▶ [Task] All records should be written out again exactly.

───── Information shown

//! Core registrator engine
//!
//! The RegistratorEngine is responsible for:
//! - Subscribing to the container runtime's lifecycle events
//! - Fetching the current descriptor of each event's container
//! - Driving the Reconciler, one event at a time, in delivery order
//! - Logging every outcome and publishing it to observers
//!
//! ## Architecture
//!
//! ```text
//! ┌──────────────────┐
//! │ ContainerRuntime │─── LifecycleEvent ───┐
//! └──────────────────┘                      │
//!          ▲                                ▼
//!          │ inspect             ┌────────────────────┐
//!          └─────────────────────│ RegistratorEngine  │
//!                                └────────────────────┘
//!                                           │
//!                                           ▼
//!                                  ┌────────────────┐
//!                                  │   Reconciler   │
//!                                  └────────────────┘
//!                                           │
//!                   ┌───────────────────────┼──────────────────────┐
//!                   ▼                       ▼                      ▼
//!          ┌─────────────────┐     ┌────────────────┐      ┌─────────────┐
//!          │ AddressResolver │     │  RecordStore   │      │   Events    │
//!          │ (resolve)       │     │ (query/apply)  │      │  (notify)   │
//!          └─────────────────┘     └────────────────┘      └─────────────┘
//! ```
//!
//! ## Event Flow
//!
//! 1. Lifecycle event dequeued
//! 2. Non start/stop statuses are skipped without inspection
//! 3. Container inspected (failure fails this event only)
//! 4. Reconciler classifies, resolves, checks existence, mutates
//! 5. Outcome logged and emitted
//!
//! Nothing is retried. There is no drain on shutdown: an event dequeued when
//! the process dies may be lost.

use std::sync::Arc;

use crate::classifier::Classifier;
use crate::config::RegistratorConfig;
use crate::error::{Error, Result};
use crate::reconciler::{Outcome, Reconciliation, Reconciler};
use crate::traits::{AddressResolver, ContainerRuntime, EventStatus, LifecycleEvent, RecordStore};
use tokio::sync::{mpsc, oneshot};
use tokio_stream::StreamExt;
use tracing::{debug, error, info, warn};

/// Events emitted by the RegistratorEngine
#[derive(Debug, Clone, PartialEq)]
pub enum EngineEvent {
    /// Engine subscribed to the runtime
    Started {
        zone_id: String,
        classifier: &'static str,
    },

    /// Startup purge finished
    Purged(Reconciliation),

    /// One lifecycle event was reconciled
    Reconciled(Reconciliation),

    /// The runtime event feed yielded an error
    StreamError { error: String },

    /// Engine stopped
    Stopped { reason: String },
}

/// Core registrator engine
///
/// ## Lifecycle
///
/// 1. Create with [`RegistratorEngine::new()`]
/// 2. Start with [`RegistratorEngine::run()`]
/// 3. Engine runs until the event feed ends or the process exits
///
/// ## Threading
///
/// The engine is the single consumer of the event feed. Reconciliation of
/// one event finishes before the next is dequeued, so two events for the
/// same container never overlap within one process.
pub struct RegistratorEngine {
    /// Source of lifecycle events and descriptors
    runtime: Arc<dyn ContainerRuntime>,

    /// Per-event decision logic
    reconciler: Reconciler,

    /// Delete this host's stale record before subscribing
    purge_on_start: bool,

    /// Event sender for external monitoring
    event_tx: mpsc::Sender<EngineEvent>,
}

impl RegistratorEngine {
    /// Create a new registrator engine
    ///
    /// # Returns
    ///
    /// A tuple of (engine, event_receiver) where event_receiver yields engine events
    pub fn new(
        runtime: Arc<dyn ContainerRuntime>,
        resolver: Arc<dyn AddressResolver>,
        store: Arc<dyn RecordStore>,
        config: RegistratorConfig,
    ) -> Result<(Self, mpsc::Receiver<EngineEvent>)> {
        config.validate()?;

        let (tx, rx) = mpsc::channel(config.engine.event_channel_capacity);

        let reconciler = Reconciler::new(
            Classifier::new(config.classifier),
            resolver,
            store,
            config.zone_id,
        );

        let engine = Self {
            runtime,
            reconciler,
            purge_on_start: config.engine.purge_on_start,
            event_tx: tx,
        };

        Ok((engine, rx))
    }

    /// Run the engine until the event feed ends
    ///
    /// # Returns
    ///
    /// - `Err(Error)`: The subscription could not be established or was lost
    pub async fn run(&self) -> Result<()> {
        self.run_internal(None).await
    }

    /// Run the engine with a controlled shutdown signal
    ///
    /// Stops dequeuing once the signal fires (or its sender is dropped). The
    /// event being reconciled at that moment is finished first.
    pub async fn run_with_shutdown(
        &self,
        shutdown_rx: Option<oneshot::Receiver<()>>,
    ) -> Result<()> {
        self.run_internal(shutdown_rx).await
    }

    async fn run_internal(&self, mut shutdown_rx: Option<oneshot::Receiver<()>>) -> Result<()> {
        if self.purge_on_start {
            if let Some(purge) = self.reconciler.purge_stale().await {
                log_reconciliation(&purge);
                self.emit_event(EngineEvent::Purged(purge));
            }
        }

        let mut events = self.runtime.events().await?;
        info!(
            "Listening for {} events (zone {}, classifier {})",
            self.runtime.runtime_name(),
            self.reconciler.zone_id(),
            self.reconciler.classifier().config().mode_name()
        );
        self.emit_event(EngineEvent::Started {
            zone_id: self.reconciler.zone_id().to_string(),
            classifier: self.reconciler.classifier().config().mode_name(),
        });

        loop {
            let next = match shutdown_rx.as_mut() {
                Some(rx) => tokio::select! {
                    item = events.next() => item,
                    _ = rx => {
                        info!("Shutdown signal received");
                        self.emit_event(EngineEvent::Stopped {
                            reason: "Shutdown signal".to_string(),
                        });
                        return Ok(());
                    }
                },
                None => events.next().await,
            };

            match next {
                Some(Ok(event)) => {
                    let reconciliation = self.handle_event(&event).await;
                    log_reconciliation(&reconciliation);
                    self.emit_event(EngineEvent::Reconciled(reconciliation));
                }
                Some(Err(e)) => {
                    warn!("Event feed error: {}", e);
                    self.emit_event(EngineEvent::StreamError {
                        error: e.to_string(),
                    });
                }
                None => {
                    error!("Event feed from {} ended", self.runtime.runtime_name());
                    self.emit_event(EngineEvent::Stopped {
                        reason: "Event feed ended".to_string(),
                    });
                    return Err(Error::runtime("event feed ended"));
                }
            }
        }
    }

    /// Reconcile a single lifecycle event
    ///
    /// Inspection is skipped for statuses the reconciler ignores anyway.
    pub async fn handle_event(&self, event: &LifecycleEvent) -> Reconciliation {
        if event.status == EventStatus::Other {
            return Reconciliation::early(event, Outcome::Skipped);
        }

        match self.runtime.inspect(&event.container_id).await {
            Ok(descriptor) => self.reconciler.reconcile(event, &descriptor).await,
            Err(e) => Reconciliation::early(
                event,
                Outcome::Failed(format!("cannot inspect container: {}", e)),
            ),
        }
    }

    /// Emit an engine event
    fn emit_event(&self, event: EngineEvent) {
        if self.event_tx.try_send(event).is_err() {
            warn!(
                "Event channel full, dropping engine event. \
                Consider increasing event_channel_capacity."
            );
        }
    }
}

/// Log a reconciliation at a level matching its outcome
pub fn log_reconciliation(r: &Reconciliation) {
    let record_name = r.target.as_ref().map(|t| t.record_name()).unwrap_or("-");
    let value = r.target.as_ref().map(|t| t.value()).unwrap_or("-");
    let action = r.action.map(|a| a.as_str()).unwrap_or("-");

    match &r.outcome {
        Outcome::Created | Outcome::Deleted => info!(
            container_id = %r.container_id,
            record_name,
            value,
            action,
            "Record {}",
            r.outcome
        ),
        Outcome::AlreadyExists | Outcome::NotFound => info!(
            container_id = %r.container_id,
            record_name,
            value,
            "Record {}, nothing to do",
            r.outcome
        ),
        Outcome::Skipped => debug!(
            container_id = %r.container_id,
            status = ?r.status,
            "Event skipped"
        ),
        Outcome::Failed(reason) => error!(
            container_id = %r.container_id,
            status = ?r.status,
            record_name,
            value,
            action,
            "Reconciliation failed: {}",
            reason
        ),
    }
}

──────────

▶ [Answer for this exercise]
//! Core registrator engine
//!
//! The RegistratorEngine is responsible for:
//! - Subscribing to the container runtime's lifecycle events
//! - Fetching the current descriptor of each event's container
//! - Driving the Reconciler, one event at a time, in delivery order
//! - Logging every outcome and publishing it to observers
//!
//! ## Architecture
//!
//! ```text
//! ┌──────────────────┐
//! │ ContainerRuntime │─── LifecycleEvent ───┐
//! └──────────────────┘                      │
//!          ▲                                ▼
//!          │ inspect             ┌────────────────────┐
//!          └─────────────────────│ RegistratorEngine  │
//!                                └────────────────────┘
//!                                           │
//!                                           ▼
//!                                  ┌────────────────┐
//!                                  │   Reconciler   │
//!                                  └────────────────┘
//!                                           │
//!                   ┌───────────────────────┼──────────────────────┐
//!                   ▼                       ▼                      ▼
//!          ┌─────────────────┐     ┌────────────────┐      ┌─────────────┐
//!          │ AddressResolver │     │  RecordStore   │      │   Events    │
//!          │ (resolve)       │     │ (query/apply)  │      │  (notify)   │
//!          └─────────────────┘     └────────────────┘      └─────────────┘
//! ```
//!
//! ## Event Flow
//!
//! 1. Lifecycle event dequeued
//! 2. Non start/stop statuses are skipped without inspection
//! 3. Container inspected (failure fails this event only)
//! 4. Reconciler classifies, resolves, checks existence, mutates
//! 5. Outcome logged and emitted
//!
//! Nothing is retried. There is no drain on shutdown: an event dequeued when
//! the process dies may be lost.

use std::sync::Arc;

use crate::classifier::Classifier;
use crate::config::RegistratorConfig;
use crate::error::{Error, Result};
use crate::reconciler::{Outcome, Reconciliation, Reconciler};
use crate::traits::{AddressResolver, ContainerRuntime, EventStatus, LifecycleEvent, RecordStore};
use tokio::sync::{mpsc, oneshot};
use tokio_stream::StreamExt;
use tracing::{debug, error, info, warn};

/// Events emitted by the RegistratorEngine
#[derive(Debug, Clone, PartialEq)]
pub enum EngineEvent {
    /// Engine subscribed to the runtime
    Started {
        zone_id: String,
        classifier: &'static str,
    },

    /// Startup purge finished
    Purged(Reconciliation),

    /// One lifecycle event was reconciled
    Reconciled(Reconciliation),

    /// The runtime event feed yielded an error
    StreamError { error: String },

    /// Engine stopped
    Stopped { reason: String },
}

/// Core registrator engine
///
/// ## Lifecycle
///
/// 1. Create with [`RegistratorEngine::new()`]
/// 2. Start with [`RegistratorEngine::run()`]
/// 3. Engine runs until the event feed ends or the process exits
///
/// ## Threading
///
/// The engine is the single consumer of the event feed. Reconciliation of
/// one event finishes before the next is dequeued, so two events for the
/// same container never overlap within one process.
pub struct RegistratorEngine {
    /// Source of lifecycle events and descriptors
    runtime: Arc<dyn ContainerRuntime>,

    /// Per-event decision logic
    reconciler: Reconciler,

    /// Delete this host's stale record before subscribing
    purge_on_start: bool,

    /// Event sender for external monitoring
    event_tx: mpsc::Sender<EngineEvent>,
}

impl RegistratorEngine {
    /// Create a new registrator engine
    ///
    /// # Returns
    ///
    /// A tuple of (engine, event_receiver) where event_receiver yields engine events
    pub fn new(
        runtime: Arc<dyn ContainerRuntime>,
        resolver: Arc<dyn AddressResolver>,
        store: Arc<dyn RecordStore>,
        config: RegistratorConfig,
    ) -> Result<(Self, mpsc::Receiver<EngineEvent>)> {
        config.validate()?;

        let (tx, rx) = mpsc::channel(config.engine.event_channel_capacity);

        let reconciler = Reconciler::new(
            Classifier::new(config.classifier),
            resolver,
            store,
            config.zone_id,
        );

        let engine = Self {
            runtime,
            reconciler,
            purge_on_start: config.engine.purge_on_start,
            event_tx: tx,
        };

        Ok((engine, rx))
    }

    /// Run the engine until the event feed ends
    ///
    /// # Returns
    ///
    /// - `Err(Error)`: The subscription could not be established or was lost
    pub async fn run(&self) -> Result<()> {
        self.run_internal(None).await
    }

    /// Run the engine with a controlled shutdown signal
    ///
    /// Stops dequeuing once the signal fires (or its sender is dropped). The
    /// event being reconciled at that moment is finished first.
    pub async fn run_with_shutdown(
        &self,
        shutdown_rx: Option<oneshot::Receiver<()>>,
    ) -> Result<()> {
        self.run_internal(shutdown_rx).await
    }

    async fn run_internal(&self, mut shutdown_rx: Option<oneshot::Receiver<()>>) -> Result<()> {
        if self.purge_on_start {
            if let Some(purge) = self.reconciler.purge_stale().await {
                log_reconciliation(&purge);
                self.emit_event(EngineEvent::Purged(purge));
            }
        }

        let mut events = self.runtime.events().await?;
        info!(
            "Listening for {} events (zone {}, classifier {})",
            self.runtime.runtime_name(),
            self.reconciler.zone_id(),
            self.reconciler.classifier().config().mode_name()
        );
        self.emit_event(EngineEvent::Started {
            zone_id: self.reconciler.zone_id().to_string(),
            classifier: self.reconciler.classifier().config().mode_name(),
        });

        loop {
            let next = match shutdown_rx.as_mut() {
                Some(rx) => tokio::select! {
                    item = events.next() => item,
                    _ = rx => {
                        info!("Shutdown signal received");
                        self.emit_event(EngineEvent::Stopped {
                            reason: "Shutdown signal".to_string(),
                        });
                        return Ok(());
                    }
                },
                None => events.next().await,
            };

            match next {
                Some(Ok(event)) => {
                    let reconciliation = self.handle_event(&event).await;
                    log_reconciliation(&reconciliation);
                    self.emit_event(EngineEvent::Reconciled(reconciliation));
                }
                Some(Err(e)) => {
                    warn!("Event feed error: {}", e);
                    self.emit_event(EngineEvent::StreamError {
                        error: e.to_string(),
                    });
                }
                None => {
                    error!("Event feed from {} ended", self.runtime.runtime_name());
                    self.emit_event(EngineEvent::Stopped {
                        reason: "Event feed ended".to_string(),
                    });
                    return Err(Error::runtime("event feed ended"));
                }
            }
        }
    }

    /// Reconcile a single lifecycle event
    ///
    /// Inspection is skipped for statuses the reconciler ignores anyway.
    pub async fn handle_event(&self, event: &LifecycleEvent) -> Reconciliation {
        if event.status == EventStatus::Other {
            return Reconciliation::early(event, Outcome::Skipped);
        }

        match self.runtime.inspect(&event.container_id).await {
            Ok(descriptor) => self.reconciler.reconcile(event, &descriptor).await,
            Err(e) => Reconciliation::early(
                event,
                Outcome::Failed(format!("cannot inspect container: {}", e)),
            ),
        }
    }

    /// Emit an engine event
    fn emit_event(&self, event: EngineEvent) {
        if self.event_tx.try_send(event).is_err() {
            warn!(
                "Event channel full, dropping engine event. \
                Consider increasing event_channel_capacity."
            );
        }
    }
}

/// Log a reconciliation at a level matching its outcome
pub fn log_reconciliation(r: &Reconciliation) {
    let record_name = r.target.as_ref().map(|t| t.record_name()).unwrap_or("-");
    let value = r.target.as_ref().map(|t| t.value()).unwrap_or("-");
    let action = r.action.map(|a| a.as_str()).unwrap_or("-");

    match &r.outcome {
        Outcome::Created | Outcome::Deleted => info!(
            container_id = %r.container_id,
            record_name,
            value,
            action,
            "Record {}",
            r.outcome
        ),
        Outcome::AlreadyExists | Outcome::NotFound => info!(
            container_id = %r.container_id,
            record_name,
            value,
            "Record {}, nothing to do",
            r.outcome
        ),
        Outcome::Skipped => debug!(
            container_id = %r.container_id,
            status = ?r.status,
            "Event skipped"
        ),
        Outcome::Failed(reason) => error!(
            container_id = %r.container_id,
            status = ?r.status,
            record_name,
            value,
            action,
            "Reconciliation failed: {}",
            reason
        ),
    }
}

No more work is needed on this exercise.